Nun auch mit Frühling und Premium-Nachbarn

In Zeiten des Kontaktverbots kann man sich glücklich schätzen, wenn die Natur langsam aufblüht. Oder wenn die Nachbarn nicht nur rücksichtsvoll, sondern auch noch musikalisch talentiert sind. Es kann nämlich auch unangenehm werden. Von Haluka Maier-Borst

Es war ein schöner und irgendwie merkwürdiger Tag. Erst ging mein Text zur Wirkung von möglichen Ausgangssperren online. Und dann bekam ich von einer Freundin ein Bild geschickt, auf dem Kirschblüten in voller Pracht blühten. Und plötzlich hatte ich ein bisschen Wasser in den Augen.

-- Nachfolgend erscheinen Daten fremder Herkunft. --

//! Shared group-and-reduce helpers.
//!
//! The rules, applied everywhere:
//! - missing or non-numeric values coerce to 0 before aggregation, so a NaN
//!   never propagates into a sum;
//! - percentage-type aggregates use mean, not sum, across a group;
//! - ratios guard the zero-denominator case and yield 0.

use std::collections::HashMap;

/// Coerce a possibly-NaN/inf value to something summable.
pub fn finite_or_zero(value: f64) -> f64 {
    if value.is_finite() {
        value
    } else {
        0.0
    }
}

/// `numerator / denominator`, or 0 when the denominator is zero or invalid.
/// Zero sessions, zero gross sales and zero orders are everyday states for
/// a filtered slice, not errors.
pub fn safe_ratio(numerator: f64, denominator: f64) -> f64 {
    if denominator != 0.0 && denominator.is_finite() {
        finite_or_zero(numerator / denominator)
    } else {
        0.0
    }
}

/// `numerator / denominator * 100`, with the same zero-denominator fallback.
pub fn safe_pct(numerator: f64, denominator: f64) -> f64 {
    safe_ratio(numerator, denominator) * 100.0
}

/// Group rows by a string key and sum a numeric column.
/// Returns (key, sum) pairs sorted by key for deterministic output.
pub fn sum_by<T>(
    rows: &[T],
    key: impl Fn(&T) -> &str,
    value: impl Fn(&T) -> f64,
) -> Vec<(String, f64)> {
    let mut groups: HashMap<String, f64> = HashMap::new();
    for row in rows {
        *groups.entry(key(row).to_string()).or_default() += finite_or_zero(value(row));
    }
    let mut result: Vec<_> = groups.into_iter().collect();
    result.sort_by(|a, b| a.0.cmp(&b.0));
    result
}

/// Group rows by a string key and average a numeric column.
pub fn mean_by<T>(
    rows: &[T],
    key: impl Fn(&T) -> &str,
    value: impl Fn(&T) -> f64,
) -> Vec<(String, f64)> {
    let mut groups: HashMap<String, (f64, usize)> = HashMap::new();
    for row in rows {
        let entry = groups.entry(key(row).to_string()).or_default();
        entry.0 += finite_or_zero(value(row));
        entry.1 += 1;
    }
    let mut result: Vec<_> = groups
        .into_iter()
        .map(|(k, (sum, n))| (k, safe_ratio(sum, n as f64)))
        .collect();
    result.sort_by(|a, b| a.0.cmp(&b.0));
    result
}

/// Mean over a plain slice of values, 0 for an empty slice.
pub fn mean(values: impl IntoIterator<Item = f64>) -> f64 {
    let mut sum = 0.0;
    let mut n = 0usize;
    for v in values {
        sum += finite_or_zero(v);
        n += 1;
    }
    safe_ratio(sum, n as f64)
}

/// Median over a plain slice of values, 0 for an empty one. Even-sized
/// inputs interpolate the middle pair.
pub fn median(values: impl IntoIterator<Item = f64>) -> f64 {
    let mut sorted: Vec<f64> = values.into_iter().map(finite_or_zero).collect();
    if sorted.is_empty() {
        return 0.0;
    }
    sorted.sort_by(f64::total_cmp);
    let mid = sorted.len() / 2;
    if sorted.len() % 2 == 1 {
        sorted[mid]
    } else {
        (sorted[mid - 1] + sorted[mid]) / 2.0
    }
}

/// The (key, sum) pair with the largest sum, if any.
pub fn top_by_sum<T>(
    rows: &[T],
    key: impl Fn(&T) -> &str,
    value: impl Fn(&T) -> f64,
) -> Option<(String, f64)> {
    sum_by(rows, key, value)
        .into_iter()
        .max_by(|a, b| a.1.total_cmp(&b.1))
}

/// The most frequent key, with its count. Ties break toward the
/// lexicographically smaller key.
pub fn top_by_count<T>(rows: &[T], key: impl Fn(&T) -> &str) -> Option<(String, usize)> {
    let mut counts: HashMap<String, usize> = HashMap::new();
    for row in rows {
        *counts.entry(key(row).to_string()).or_default() += 1;
    }
    let mut pairs: Vec<_> = counts.into_iter().collect();
    pairs.sort_by(|a, b| b.1.cmp(&a.1).then_with(|| a.0.cmp(&b.0)));
    pairs.into_iter().next()
}

/// Count of distinct keys.
pub fn distinct_count<T>(rows: &[T], key: impl Fn(&T) -> &str) -> usize {
    let mut keys: Vec<&str> = rows.iter().map(|r| key(r)).collect();
    keys.sort_unstable();
    keys.dedup();
    keys.len()
}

Das mag jetzt für den prosaischen Berliner oder Brandenburger vielleicht etwas viel Emotion sein. Und Sie haben ja recht: Die Kirschen blühen wirklich jedes Jahr ungefähr jetzt. Aber für mich ist das ein besonderer Baum. Zum einen weil Kirschblüten das Symbol schlechthin sind für Japan, die Heimat meiner Mutter. Zum anderen heißt meine Mutter eben Sakura, japanisch für Kirschblüte. Sehen Sie mir also nach, dass der obere Teil des Absackers leichte Wasserränder hat. Sagen wir einfach, ich hätte mein Getränk hier schon verschüttet.

1. Was vom Tag bleibt

Am Ende haben Kanzlerin Angela Merkel und die Landeschefs und Landeschefinnen sich bundesweit auf ein Kontaktverbot geeinigt. Das heißt, Spaziergänge bleiben weiterhin möglich. Oder um es pointiert mit den Worten einer ZDF-Kollegin zusammenzufassen:

Allerdings besagen die Regeln für Berlin und Brandenburg, dass selbst Treffen zwischen zwei Menschen gar nicht mehr stattfinden sollen, wenn nicht irgendwie nötig. Das kommt im Grunde einer Ausgangssperre sehr nahe. Die Details dazu können Sie hier nachlesen:

2. Abschalten.

Lange habe ich gestern Abend noch an meinem Text für heute gearbeitet. Aber zum Glück hat eine Freundin mir dann zum Abschalten den Zirkus Mond und dessen Livestream empfohlen. Ja, das Bild ruckelte, aber immerhin der Klezmer-Jazz klang bestens aus den Boxen. Und so habe ich seit Ewigkeiten mir wieder mal eine Zirkusvorstellung angeschaut. Sie können das glücklicherweise auch noch nachholen, weil der Stream nach wie vor im Netz ist. Und zwar hier:

3. Und, wie geht’s?

Ich durfte am Wochenende feststellen, was meine Nachbarn können und was nicht. Gestern haben wir tatsächlich ein gemeinsames Klatschen um 19 Uhr hinbekommen, etwas für das ich meine Straße viel zu cool hielt. Doch als ich heute um 18 Uhr das Fenster öffnete, um der "Ode an die Freude" zu lauschen, war da: nix.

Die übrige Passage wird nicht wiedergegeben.